Faced with the epic scale of history, story, and culture what then can these artists say to match the breadth of the canvas?
Quite a lot as it turns out.
Standing out for particular praise are the most accomplished cold witticisms of Katie Paterson and the emotive work Leonid Tishkov, both of whom managed to give the moon unique voices through very different approaches.
Paterson’s work, characterized by her involvement with scientists and technology, is remarkable in how it tries not to place a mask on the moon. Of her two pieces on show, the first was to courier a piece of moon rock around the world in orbit, mirroring the moon in miniature.
and vigorous art culture
willing to take real risks
The intellectual appeal of Paterson’s work is matched by a glacial emotional distance, a sensory dullness that draws emotion out of a viewer searching narcissistically for something human in what is a blank achievement. Paterson’s success is that this lack of emotion isn’t a failure in her art but a real success as we’re drawn along in its wake, engaged but unacknowledged.
Conversely, Leonid Tishkov’s “Private Moon” is emotive and busy, suggesting (perhaps even creating) universal myths where the artist is shown in various scenes with an illuminated moon that takes on a sense of character, reminiscent of the writing of Calvino or Bulgarov.
“Writer GK Chesterton once said that there couldn’t be a personal faith as there couldn’t be a personal sun or a personal moon. In Russia everything is the other way round: we are faced with life one to
one, and we are completely lonely in the face of the problem of time, that is, the problem of life and death, the problem of losses and gains, the moon, the sun, and everything in this life.
We could, conceivably, turn to someone for support. But we are still lonely…. However, that shouldn’t make us grieve or suffer. Loneliness of this sort means that we exist, we are here, we are at the center of the universe and we are comparable to the Moon, to the other celestial bodies.” – Leonid Tishkov.
Deeper than the poetic myth that Tishkov seeks to create is the sense of process that accompanies his work. The lunar myths are his. However, the other myth of the artist and their creative muse, is one that contains the richer vein of emotion. The videos and photographs show us Tishkov creating a scene and, while beautiful, it is the craft, effort and process that is that much more affecting.

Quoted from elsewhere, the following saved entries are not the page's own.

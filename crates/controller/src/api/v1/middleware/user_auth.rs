// SPDX-FileCopyrightText: OpenTalk GmbH <mail@opentalk.eu>
//
// SPDX-License-Identifier: EUPL-1.2

//! Handles user Authentication in API requests
use crate::api::v1::response::{ApiError, AuthenticationError, CODE_USER_BLOCKED};
use crate::auth::{AuthContext, VerifyError};
use actix_web::dev::{Service, ServiceRequest, ServiceResponse, Transform};
use actix_web::error::Error;
use actix_web::http::header::Header;
use actix_web::web::Data;
use actix_web::{HttpMessage, ResponseError};
use actix_web_httpauth::headers::authorization::{Authorization, Bearer};
use database::{Db, DatabaseError};
use db_storage::users::User;
use futures::future::{ready, LocalBoxFuture, Ready};
use std::rc::Rc;

/// Middleware factory
///
/// Transforms into [`BearerAuthMiddleware`]
pub struct BearerAuth {
    pub db: Data<Db>,
    pub auth: Data<AuthContext>,
}

impl<S> Transform<S, ServiceRequest> for BearerAuth
where
    S: Service<ServiceRequest, Response = ServiceResponse, Error = Error> + 'static,
    S::Future: 'static,
{
    type Response = ServiceResponse;
    type Error = Error;
    type Transform = BearerAuthMiddleware<S>;
    type InitError = ();
    type Future = Ready<Result<Self::Transform, Self::InitError>>;

    fn new_transform(&self, service: S) -> Self::Future {
        ready(Ok(BearerAuthMiddleware {
            service: Rc::new(service),
            db: self.db.clone(),
            auth: self.auth.clone(),
        }))
    }
}

/// Authentication middleware
///
/// Whenever an API request is received, the BearerAuthMiddleware will validate the access
/// token and provide the associated user as [`ReqData`](actix_web::web::ReqData) for the subsequent services.
pub struct BearerAuthMiddleware<S> {
    service: Rc<S>,
    db: Data<Db>,
    auth: Data<AuthContext>,
}

impl<S> Service<ServiceRequest> for BearerAuthMiddleware<S>
where
    S: Service<ServiceRequest, Response = ServiceResponse, Error = Error> + 'static,
    S::Future: 'static,
{
    type Response = ServiceResponse;
    type Error = Error;
    type Future = LocalBoxFuture<'static, Result<Self::Response, Self::Error>>;

    actix_web::dev::forward_ready!(service);

    fn call(&self, req: ServiceRequest) -> Self::Future {
        let service = self.service.clone();
        let db = self.db.clone();
        let auth = self.auth.clone();

        let token = match Authorization::<Bearer>::parse(&req) {
            Ok(authorization) => authorization.into_scheme().token().to_string(),
            Err(e) => {
                log::debug!("Unable to parse access token, {}", e);
                let error = ApiError::authentication(AuthenticationError::MissingAccessToken);
                let response = req.into_response(error.error_response());
                return Box::pin(ready(Ok(response)));
            }
        };

        Box::pin(async move {
            match check_access_token(db, auth, token).await {
                Ok(current_user) => {
                    req.extensions_mut().insert(current_user);
                    service.call(req).await
                }
                Err(error) => Ok(req.into_response(error.error_response())),
            }
        })
    }
}

/// Verifies the token and loads the user it was issued for
pub async fn check_access_token(
    db: Data<Db>,
    auth: Data<AuthContext>,
    token: String,
) -> Result<User, ApiError> {
    let claims = auth.verify_access_token(&token).map_err(|e| {
        log::debug!("Invalid access token, {}", e);

        match e {
            VerifyError::Expired => ApiError::authentication(AuthenticationError::AccessTokenExpired),
            _ => ApiError::authentication(AuthenticationError::InvalidAccessToken),
        }
    })?;

    let user_id = claims.sub;

    let current_user = crate::block(move || {
        let mut conn = db.get_conn()?;

        User::get(&mut conn, user_id)
    })
    .await?
    .map_err(|e| match e {
        DatabaseError::NotFound => {
            log::warn!("The requesting user {} could not be found in the database", user_id);
            ApiError::authentication(AuthenticationError::UnknownUser)
        }
        e => ApiError::from(e),
    })?;

    if current_user.is_blocked() {
        return Err(ApiError::forbidden()
            .with_code(CODE_USER_BLOCKED)
            .with_message("The user is blocked"));
    }

    Ok(current_user)
}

The pain and struggle to create these scenes, the artifice, the ritual process itself is the Promethean character that illuminates the ghost that he carries around with him.
There is a lot to appreciate in this Arts Catalyst exhibition and if the variety of work shown doesn’t do much to further a unified or singular concept of a Republic of a Moon it’s a thrilling show that is testament to a fertile and vigorous art culture willing to take real risks.

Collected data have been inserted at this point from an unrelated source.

// SPDX-FileCopyrightText: OpenTalk GmbH <mail@opentalk.eu>
//
// SPDX-License-Identifier: EUPL-1.2

use anyhow::{Context, Result};
use chrono::Utc;
use clap::{Parser, Subcommand};
use controller_shared::settings::Settings;
use database::Db;
use std::path::PathBuf;

mod reload;

#[derive(Parser, Debug, Clone)]
#[clap(name = "gathr-controller", version)]
pub struct Args {
    /// Specify path to configuration file
    #[clap(short, long, default_value = "config.toml")]
    pub config: PathBuf,

    /// Triggers a reload of the running controller's settings
    #[clap(long)]
    pub reload: bool,

    #[clap(subcommand)]
    cmd: Option<SubCommand>,
}

#[derive(Subcommand, Debug, Clone)]
#[clap(rename_all = "kebab_case")]
enum SubCommand {
    /// Migrate the db. This is done automatically during start of the controller,
    /// but can be done without starting the controller using this command.
    MigrateDb,
    /// Expire all sent invitations whose event has already started
    ExpireInvitations,
}

impl Args {
    /// Returns true if we want to startup the controller after we finished the cli part
    pub fn controller_should_start(&self) -> bool {
        !(self.reload || self.cmd.is_some())
    }
}

/// Parses the CLI-Arguments into [`Args`]
///
/// Also runs (optional) cli commands if necessary
pub async fn parse_args() -> Result<Args> {
    let args = Args::parse();

    if args.reload {
        reload::trigger_reload()?;
    }

    if let Some(sub_command) = args.cmd.clone() {
        let settings = Settings::load(&args.config)?;

        match sub_command {
            SubCommand::MigrateDb => {
                db_storage::migrations::migrate_from_url(&settings.database.url)
                    .await
                    .context("Failed to migrate database")?;
            }
            SubCommand::ExpireInvitations => {
                let db = Db::connect(&settings.database).context("Failed to connect to database")?;

                let expired = crate::block(move || -> Result<usize> {
                    let mut conn = db.get_conn()?;

                    Ok(crate::services::invitations::expire_stale(&mut conn, Utc::now())?)
                })
                .await??;

                println!("Expired {expired} invitation(s)");
            }
        }
    }

    Ok(args)
}

#[cfg(test)]
mod test {
    use super::*;

    #[test]
    fn verify_cli() {
        use clap::CommandFactory;
        Args::command().debug_assert()
    }

    #[test]
    fn subcommands_do_not_start_the_controller() {
        let args = Args::parse_from(["gathr-controller", "expire-invitations"]);
        assert!(!args.controller_should_start());

        let args = Args::parse_from(["gathr-controller", "--config", "other.toml"]);
        assert!(args.controller_should_start());
        assert_eq!(args.config, PathBuf::from("other.toml"));
    }
}
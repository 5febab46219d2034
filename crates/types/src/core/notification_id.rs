// SPDX-FileCopyrightText: OpenTalk GmbH <mail@opentalk.eu>
//
// SPDX-License-Identifier: EUPL-1.2

crate::diesel_newtype! {
    #[derive(Copy)] NotificationId(uuid::Uuid) => diesel::sql_types::Uuid
}
// SPDX-FileCopyrightText: OpenTalk GmbH <mail@opentalk.eu>
//
// SPDX-License-Identifier: EUPL-1.2

//! Event related API structs and Endpoints
//!
//! Events are created by their organizer, who attends the event from the start and counts
//! towards its capacity.
use super::response::{ApiError, Created, NoContent};
use super::util::deserialize_some;
use super::{ApiResponse, DefaultApiResult, PagePaginationQuery};
use crate::services::events::{self, EventChanges, EventWithAttendance, NewEventDetails};
use actix_web::web::{Data, Json, Path, Query, ReqData};
use actix_web::{delete, get, patch, post};
use chrono::{DateTime, Utc};
use database::Db;
use db_storage::events::EventId;
use db_storage::users::{User, UserId};
use serde::{Deserialize, Serialize};
use validator::Validate;

/// An event as returned by the API
#[derive(Debug, Serialize)]
pub struct EventResource {
    pub id: EventId,
    pub title: String,
    pub description: String,
    pub location: Option<String>,
    pub starts_at: DateTime<Utc>,
    pub ends_at: DateTime<Utc>,
    pub max_participants: Option<i32>,
    pub attending_count: i64,
    pub created_by: UserId,
    pub created_at: DateTime<Utc>,
    pub updated_at: DateTime<Utc>,
}

impl From<EventWithAttendance> for EventResource {
    fn from(
        EventWithAttendance {
            event,
            attending_count,
        }: EventWithAttendance,
    ) -> Self {
        Self {
            id: event.id,
            title: event.title,
            description: event.description,
            location: event.location,
            starts_at: event.starts_at,
            ends_at: event.ends_at,
            max_participants: event.max_participants,
            attending_count,
            created_by: event.created_by,
            created_at: event.created_at,
            updated_at: event.updated_at,
        }
    }
}

/// Body of the *POST /events* endpoint
#[derive(Debug, Deserialize, Validate)]
pub struct PostEventsBody {
    #[validate(length(min = 1, max = 255))]
    pub title: String,
    #[serde(default)]
    #[validate(length(max = 4096))]
    pub description: String,
    #[validate(length(min = 1, max = 255))]
    pub location: Option<String>,
    pub starts_at: DateTime<Utc>,
    pub ends_at: DateTime<Utc>,
    #[validate(range(min = 1))]
    pub max_participants: Option<i32>,
}

/// API Endpoint *POST /events*
///
/// Creates the event with the current user as organizer.
#[post("/events")]
pub async fn new_event(
    db: Data<Db>,
    current_user: ReqData<User>,
    body: Json<PostEventsBody>,
) -> Result<Created<EventResource>, ApiError> {
    let body = body.into_inner();
    body.validate()?;

    let current_user = current_user.into_inner();

    let event = crate::block(move || {
        let mut conn = db.get_conn()?;

        let details = NewEventDetails {
            title: body.title,
            description: body.description,
            location: body.location,
            starts_at: body.starts_at,
            ends_at: body.ends_at,
            max_participants: body.max_participants,
        };

        events::create(&mut conn, &current_user, details, Utc::now())
    })
    .await??;

    Ok(Created(event.into()))
}

/// API Endpoint *GET /events*
///
/// Returns a page of events ordered by their start, see [`PagePaginationQuery`].
#[get("/events")]
pub async fn get_events(
    db: Data<Db>,
    _current_user: ReqData<User>,
    pagination: Query<PagePaginationQuery>,
) -> DefaultApiResult<Vec<EventResource>> {
    let PagePaginationQuery { per_page, page } = pagination.into_inner();

    let (events, total) = crate::block(move || {
        let mut conn = db.get_conn()?;

        events::list(&mut conn, per_page, page)
    })
    .await??;

    let events = events.into_iter().map(EventResource::from).collect();

    Ok(ApiResponse::new(events).with_page_pagination(per_page, page, total))
}

/// API Endpoint *GET /events/{event_id}*
#[get("/events/{event_id}")]
pub async fn get_event(
    db: Data<Db>,
    _current_user: ReqData<User>,
    event_id: Path<EventId>,
) -> DefaultApiResult<EventResource> {
    let event_id = event_id.into_inner();

    let event = crate::block(move || {
        let mut conn = db.get_conn()?;

        events::get(&mut conn, event_id)
    })
    .await??;

    Ok(ApiResponse::new(event.into()))
}

/// Body of the *PATCH /events/{event_id}* endpoint
///
/// Missing fields are left untouched, `null` clears the location or lifts the capacity limit.
#[derive(Debug, Deserialize, Validate)]
pub struct PatchEventBody {
    #[validate(length(min = 1, max = 255))]
    pub title: Option<String>,
    #[validate(length(max = 4096))]
    pub description: Option<String>,
    #[serde(default, deserialize_with = "deserialize_some")]
    pub location: Option<Option<String>>,
    pub starts_at: Option<DateTime<Utc>>,
    pub ends_at: Option<DateTime<Utc>>,
    #[serde(default, deserialize_with = "deserialize_some")]
    pub max_participants: Option<Option<i32>>,
}

impl PatchEventBody {
    fn is_empty(&self) -> bool {
        let PatchEventBody {
            title,
            description,
            location,
            starts_at,
            ends_at,
            max_participants,
        } = self;

        title.is_none()
            && description.is_none()
            && location.is_none()
            && starts_at.is_none()
            && ends_at.is_none()
            && max_participants.is_none()
    }

    /// Validates the nullable fields which the validator derive does not look into
    fn validate_nullable(&self) -> Result<(), ApiError> {
        let mut errors = validator::ValidationErrors::new();

        if let Some(Some(max_participants)) = self.max_participants {
            if max_participants < 1 {
                errors.add("max_participants", validator::ValidationError::new("range"));
            }
        }

        if let Some(Some(location)) = &self.location {
            if location.is_empty() || location.len() > 255 {
                errors.add("location", validator::ValidationError::new("length"));
            }
        }

        if errors.errors().is_empty() {
            Ok(())
        } else {
            Err(errors.into())
        }
    }
}

/// API Endpoint *PATCH /events/{event_id}*
///
/// Only the organizer and administrators may change an event.
#[patch("/events/{event_id}")]
pub async fn patch_event(
    db: Data<Db>,
    current_user: ReqData<User>,
    event_id: Path<EventId>,
    patch: Json<PatchEventBody>,
) -> Result<Json<EventResource>, ApiError> {
    let event_id = event_id.into_inner();
    let patch = patch.into_inner();

    patch.validate()?;
    patch.validate_nullable()?;

    if patch.is_empty() {
        return Err(ApiError::bad_request()
            .with_code("empty_patch")
            .with_message("The patch does not contain any changes"));
    }

    let current_user = current_user.into_inner();

    let event = crate::block(move || {
        let mut conn = db.get_conn()?;

        let changes = EventChanges {
            title: patch.title,
            description: patch.description,
            location: patch.location,
            starts_at: patch.starts_at,
            ends_at: patch.ends_at,
            max_participants: patch.max_participants,
        };

        events::update(&mut conn, &current_user, event_id, changes, Utc::now())
    })
    .await??;

    Ok(Json(event.into()))
}

/// API Endpoint *DELETE /events/{event_id}*
///
/// Deletes the event together with its participants and invitations.
#[delete("/events/{event_id}")]
pub async fn delete_event(
    db: Data<Db>,
    current_user: ReqData<User>,
    event_id: Path<EventId>,
) -> Result<NoContent, ApiError> {
    let event_id = event_id.into_inner();
    let current_user = current_user.into_inner();

    crate::block(move || {
        let mut conn = db.get_conn()?;

        events::delete(&mut conn, &current_user, event_id)
    })
    .await??;

    Ok(NoContent)
}

#[cfg(test)]
mod test {
    use super::*;
    use pretty_assertions::assert_eq;

    #[test]
    fn patch_with_null_capacity_lifts_the_limit() {
        let patch: PatchEventBody = serde_json::from_str(r#"{"max_participants":null}"#).unwrap();

        assert!(!patch.is_empty());
        assert_eq!(patch.max_participants, Some(None));
        assert!(patch.validate_nullable().is_ok());
    }

    #[test]
    fn patch_with_zero_capacity_is_invalid() {
        let patch: PatchEventBody = serde_json::from_str(r#"{"max_participants":0}"#).unwrap();

        assert!(patch.validate_nullable().is_err());
    }

    #[test]
    fn empty_patch() {
        let patch: PatchEventBody = serde_json::from_str("{}").unwrap();

        assert!(patch.is_empty());
    }

    #[test]
    fn new_event_body_validation() {
        let body: PostEventsBody = serde_json::from_str(
            r#"{
                "title": "",
                "starts_at": "2030-01-01T10:00:00Z",
                "ends_at": "2030-01-01T12:00:00Z",
                "max_participants": 0
            }"#,
        )
        .unwrap();

        let errors = body.validate().unwrap_err();
        let fields = errors.field_errors();

        assert!(fields.contains_key("title"));
        assert!(fields.contains_key("max_participants"));
        assert_eq!(body.description, "");
    }
}
// SPDX-FileCopyrightText: OpenTalk GmbH <mail@opentalk.eu>
//
// SPDX-License-Identifier: EUPL-1.2

use crate::events::EventId;
use crate::invitations::InvitationId;
use crate::schema::notifications;
use crate::users::UserId;
use chrono::{DateTime, Utc};
use database::{DbConnection, Result};
use diesel::prelude::*;
use serde::{Deserialize, Serialize};

pub use types::core::NotificationId;

sql_enum!(
    #[derive(Serialize, Deserialize)]
    #[serde(rename_all = "snake_case")]
    NotificationKind,
    "notification_kind",
    NotificationKindType,
    {
        InvitationReceived = "invitation_received",
        InvitationAccepted = "invitation_accepted",
    }
);

#[derive(Debug, Clone, PartialEq, Eq, Queryable, Identifiable)]
#[diesel(table_name = notifications)]
pub struct Notification {
    pub id: NotificationId,
    pub recipient: UserId,
    pub kind: NotificationKind,
    pub event_id: EventId,
    pub invitation_id: Option<InvitationId>,
    pub created_at: DateTime<Utc>,
    pub read_at: Option<DateTime<Utc>>,
}

impl Notification {
    /// Returns the notifications of the recipient, unread ones first
    #[tracing::instrument(err, skip_all)]
    pub fn get_all_for_recipient(
        conn: &mut DbConnection,
        recipient: UserId,
    ) -> Result<Vec<Notification>> {
        let notifications = notifications::table
            .filter(notifications::recipient.eq(recipient))
            .order_by((
                notifications::read_at.is_not_null(),
                notifications::created_at.desc(),
            ))
            .load(conn)?;

        Ok(notifications)
    }

    /// Marks the notification of the recipient as read
    ///
    /// Marking it again keeps the time it was first read.
    #[tracing::instrument(err, skip_all)]
    pub fn mark_read(
        conn: &mut DbConnection,
        recipient: UserId,
        notification_id: NotificationId,
        now: DateTime<Utc>,
    ) -> Result<Notification> {
        let own_notification = notifications::table
            .filter(notifications::id.eq(notification_id))
            .filter(notifications::recipient.eq(recipient));

        let updated = diesel::update(own_notification.clone().filter(notifications::read_at.is_null()))
            .set(notifications::read_at.eq(now))
            .get_result(conn)
            .optional()?;

        let notification = match updated {
            Some(notification) => notification,
            None => own_notification.get_result(conn)?,
        };

        Ok(notification)
    }
}

#[derive(Debug, Insertable)]
#[diesel(table_name = notifications)]
pub struct NewNotification {
    pub recipient: UserId,
    pub kind: NotificationKind,
    pub event_id: EventId,
    pub invitation_id: Option<InvitationId>,
}

impl NewNotification {
    #[tracing::instrument(err, skip_all)]
    pub fn insert(self, conn: &mut DbConnection) -> Result<Notification> {
        let notification = diesel::insert_into(notifications::table)
            .values(self)
            .get_result(conn)?;

        Ok(notification)
    }
}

An exhibition about the moon that proposes a Manifesto should by rights fall apart in great steaming chunks of hubris, but it doesn’t, it has value and holds interest by raising lasting questions.

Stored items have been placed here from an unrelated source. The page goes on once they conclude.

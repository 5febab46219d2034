// SPDX-FileCopyrightText: OpenTalk GmbH <mail@opentalk.eu>
//
// SPDX-License-Identifier: EUPL-1.2

//! Bearer token verification
//!
//! Tokens are issued elsewhere and signed with a shared HS256 secret. The `sub` claim carries the
//! id of the user, which must exist in the database.
use controller_shared::settings::Authentication;
use jsonwebtoken::{DecodingKey, Validation};

mod jwt;

pub use jwt::{AccessTokenClaims, VerifyError};

/// Verifies access tokens with the configured secret
pub struct AuthContext {
    key: DecodingKey,
    validation: Validation,
}

impl AuthContext {
    pub fn from_settings(settings: &Authentication) -> Self {
        Self {
            key: DecodingKey::from_secret(settings.jwt_secret.as_bytes()),
            validation: jwt::validation(settings.issuer.as_deref(), settings.leeway),
        }
    }

    pub fn verify_access_token(&self, token: &str) -> Result<AccessTokenClaims, VerifyError> {
        jwt::verify(&self.key, &self.validation, token)
    }
}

Such as, why does the position of the moon, the earth, and the sun as relational concept echo globally throughout human dialogue (with perplexing variety) if it’s a largely singular experience? One such vision sees humanity’s yearning towards a brighter day, whereas another perspective sees our rapacious need to claim ownership over everything: intellectually by taxonomical knowledge, emotionally by anthropomorphism, or physically by the eternal footprint of a jackbooted flag bearer.
Inset image shows Liliane Lijn, ‘moonmeme, image of the word SHE projected onto the moon’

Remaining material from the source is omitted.